### Work required
Each line in the records that mentions the word "still" needs to be listed.
※ ※ ※
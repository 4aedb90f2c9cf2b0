//! # Observable Streams
//!
//! A single-slot holder of the latest `Resource<T>`, built on
//! `tokio::sync::watch`. `None` means nothing has been published yet.
//!
//! ```text
//! trigger ──begin()──► Ticket(n)
//!                         │
//!         use case runs   │
//!                         ▼
//! publish(Ticket(n), r) ──► slot = Some(r)   only if n is still the newest ticket
//!                                            and the owning scope is alive
//! ```
//!
//! Observers get a read-only view: [`Observable::subscribe`] and
//! [`Observable::current`]. Publishing is crate-private and only happens
//! through a view-model's scope.

use std::sync::Arc;
use std::sync::atomic::{AtomicU64, Ordering};

use log::debug;
use tokio::sync::watch;

use crate::core::resource::Resource;
use crate::presentation::scope::CancelToken;

/// What observers receive: the latest envelope, or `None` before the first publish.
pub type Snapshot<T> = Option<Resource<T>>;

/// Identifies one trigger on one stream. Only the newest ticket may publish.
#[derive(Debug, Clone, Copy, PartialEq, Eq)]
pub(crate) struct Ticket(u64);

struct Slot<T> {
    sender: watch::Sender<Snapshot<T>>,
    issued: AtomicU64,
}

pub struct Observable<T> {
    slot: Arc<Slot<T>>,
}

impl<T> Clone for Observable<T> {
    fn clone(&self) -> Self {
        Self {
            slot: Arc::clone(&self.slot),
        }
    }
}

impl<T> Default for Observable<T> {
    fn default() -> Self {
        Self::new()
    }
}

impl<T> Observable<T> {
    pub fn new() -> Self {
        let (sender, _rx) = watch::channel(None);
        Self {
            slot: Arc::new(Slot {
                sender,
                issued: AtomicU64::new(0),
            }),
        }
    }

    /// A receiver that is notified on every publish.
    pub fn subscribe(&self) -> watch::Receiver<Snapshot<T>> {
        self.slot.sender.subscribe()
    }

    /// Claims the next ticket. Any completion holding an older ticket
    /// becomes stale and will be dropped.
    pub(crate) fn begin(&self) -> Ticket {
        Ticket(self.slot.issued.fetch_add(1, Ordering::SeqCst) + 1)
    }

    /// Overwrites the slot if `ticket` is still the newest and `token` is live.
    /// Returns whether the value was stored.
    pub(crate) fn publish(&self, ticket: Ticket, token: &CancelToken, value: Resource<T>) -> bool {
        let issued = &self.slot.issued;
        let stored = self.slot.sender.send_if_modified(|slot| {
            if token.is_cancelled() || issued.load(Ordering::SeqCst) != ticket.0 {
                return false;
            }
            *slot = Some(value);
            true
        });
        if !stored {
            debug!("Dropped publish for ticket {} (stale or cancelled)", ticket.0);
        }
        stored
    }

    /// Runs `fetch` under a fresh ticket and publishes what it returns.
    pub(crate) async fn refresh<F>(&self, token: &CancelToken, fetch: F) -> bool
    where
        F: Future<Output = Resource<T>>,
    {
        let ticket = self.begin();
        let resource = fetch.await;
        self.publish(ticket, token, resource)
    }
}

impl<T: Clone> Observable<T> {
    /// The latest envelope, cloned.
    pub fn current(&self) -> Snapshot<T> {
        self.slot.sender.borrow().clone()
    }

    /// Waits until the slot holds a non-loading envelope and returns it.
    ///
    /// Returns `None` if the stream can no longer change. A stream that is
    /// never triggered never settles.
    pub async fn settled(&self) -> Option<Resource<T>> {
        let mut rx = self.subscribe();
        let snapshot = rx
            .wait_for(|slot| matches!(slot, Some(r) if !r.is_loading()))
            .await
            .ok()?;
        snapshot.clone()
    }
}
※ ※ ※
### Reply to the task
//! publish(Ticket(n), r) ──► slot = Some(r)   only if n is still the newest ticket
    /// Overwrites the slot if `ticket` is still the newest and `token` is live.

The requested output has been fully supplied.